** WORK REQUIRED **
The line that contains "integration tests under" and all lines following it to the end of the data below: set these down exactly, and nothing besides.

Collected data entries
+ + + +

//! Input records before and after validation.

use crate::schema::FEATURE_COUNT;
use serde::{Deserialize, Serialize};
use serde_json::{Map, Number, Value as JsonValue};

/// Loosely typed field values as received from a boundary.
///
/// Keys outside the schema are carried along and ignored by validation.
#[derive(Debug, Clone, Default, PartialEq, Serialize, Deserialize)]
#[serde(transparent)]
pub struct RawRecord {
    fields: Map<String, JsonValue>,
}

impl RawRecord {
    pub fn new() -> Self {
        Self::default()
    }

    /// Objects become records; any other JSON value yields an empty record.
    pub fn from_json(value: JsonValue) -> Self {
        match value {
            JsonValue::Object(fields) => Self { fields },
            _ => Self::default(),
        }
    }

    pub fn insert(&mut self, name: impl Into<String>, value: impl Into<JsonValue>) {
        self.fields.insert(name.into(), value.into());
    }

    /// Store a parsed number.
    ///
    /// Infinities saturate to the largest finite value of the same sign, so
    /// they fail every range check as they would unsaturated. NaN is kept as
    /// text and reports as non-numeric.
    pub fn insert_number(&mut self, name: impl Into<String>, x: f64) {
        let x = if x.is_infinite() { f64::MAX.copysign(x) } else { x };
        let value = Number::from_f64(x)
            .map_or_else(|| JsonValue::String(x.to_string()), JsonValue::Number);
        self.fields.insert(name.into(), value);
    }

    pub fn with(mut self, name: impl Into<String>, value: impl Into<JsonValue>) -> Self {
        self.insert(name, value);
        self
    }

    pub fn remove(&mut self, name: &str) -> Option<JsonValue> {
        self.fields.remove(name)
    }

    pub fn get(&self, name: &str) -> Option<&JsonValue> {
        self.fields.get(name)
    }

    pub fn len(&self) -> usize {
        self.fields.len()
    }

    pub fn is_empty(&self) -> bool {
        self.fields.is_empty()
    }
}

impl From<Map<String, JsonValue>> for RawRecord {
    fn from(fields: Map<String, JsonValue>) -> Self {
        Self { fields }
    }
}

/// A record that passed validation, values held in schema order.
///
/// Only [`crate::Validator`] constructs these.
#[derive(Debug, Clone, Copy, PartialEq)]
pub struct ValidatedRecord {
    values: [f64; FEATURE_COUNT],
}

impl ValidatedRecord {
    pub(crate) fn from_ordered(values: [f64; FEATURE_COUNT]) -> Self {
        Self { values }
    }

    /// The single model row.
    pub fn row(&self) -> &[f64] {
        &self.values
    }
}
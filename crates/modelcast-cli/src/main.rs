//! # Modelcast CLI Architecture
//!
//! The `modelcast` binary is a thin client over the `modelcast` library: the
//! CLI lives in `src/cli/`, while this file only invokes `cli::run()` and
//! handles process termination.
//!
//! ## Workspace Structure
//!
//! - `crates/modelcast/`: the library (declaration, casting, serialization, schema)
//! - `crates/modelcast-cli/`: this tool, depends on the `modelcast` library
//!
//! ## Layering
//!
//! ```text
//! ┌─────────────────────────────────────────────────────────────┐
//! │  CLI Layer (crates/modelcast-cli/src/cli/)                  │
//! │  - clap argument parsing (setup.rs)                         │
//! │  - Config + definition loading, dispatch (commands.rs)      │
//! │  - JSON and terminal rendering (render.rs)                  │
//! └─────────────────────────────────────────────────────────────┘
//!                              │
//!                              ▼
//! ┌─────────────────────────────────────────────────────────────┐
//! │  Library (crates/modelcast/src/)                            │
//! │  - DefinitionSet builds classes from TOML / JSON            │
//! │  - ModelInstance casts, validates and serializes input      │
//! │  - SchemaEmitter describes classes                          │
//! └─────────────────────────────────────────────────────────────┘
//! ```
//!
//! The library never touches stdout, stderr or exit codes. Everything
//! user-facing (argument parsing, log setup, error listings) happens here.
//!
//! ## Testing Approach
//!
//! - **Library**: unit tests next to each module plus integration tests under
//!   `crates/modelcast/tests/`.
//! - **CLI**: end-to-end tests in `tests/cli.rs` drive the built binary with
//!   `assert_cmd` against definition files in a temp directory.

mod cli;

fn main() {
    if let Err(e) = cli::run() {
        eprintln!("Error: {:#}", e);
        std::process::exit(1);
    }
}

+ + + +

** TASK RESULT **
//! - **Library**: unit tests next to each module plus integration tests under
//!   `crates/modelcast/tests/`.
//! - **CLI**: end-to-end tests in `tests/cli.rs` drive the built binary with
//!   `assert_cmd` against definition files in a temp directory.

mod cli;

fn main() {
    if let Err(e) = cli::run() {
        eprintln!("Error: {:#}", e);
        std::process::exit(1);
    }
}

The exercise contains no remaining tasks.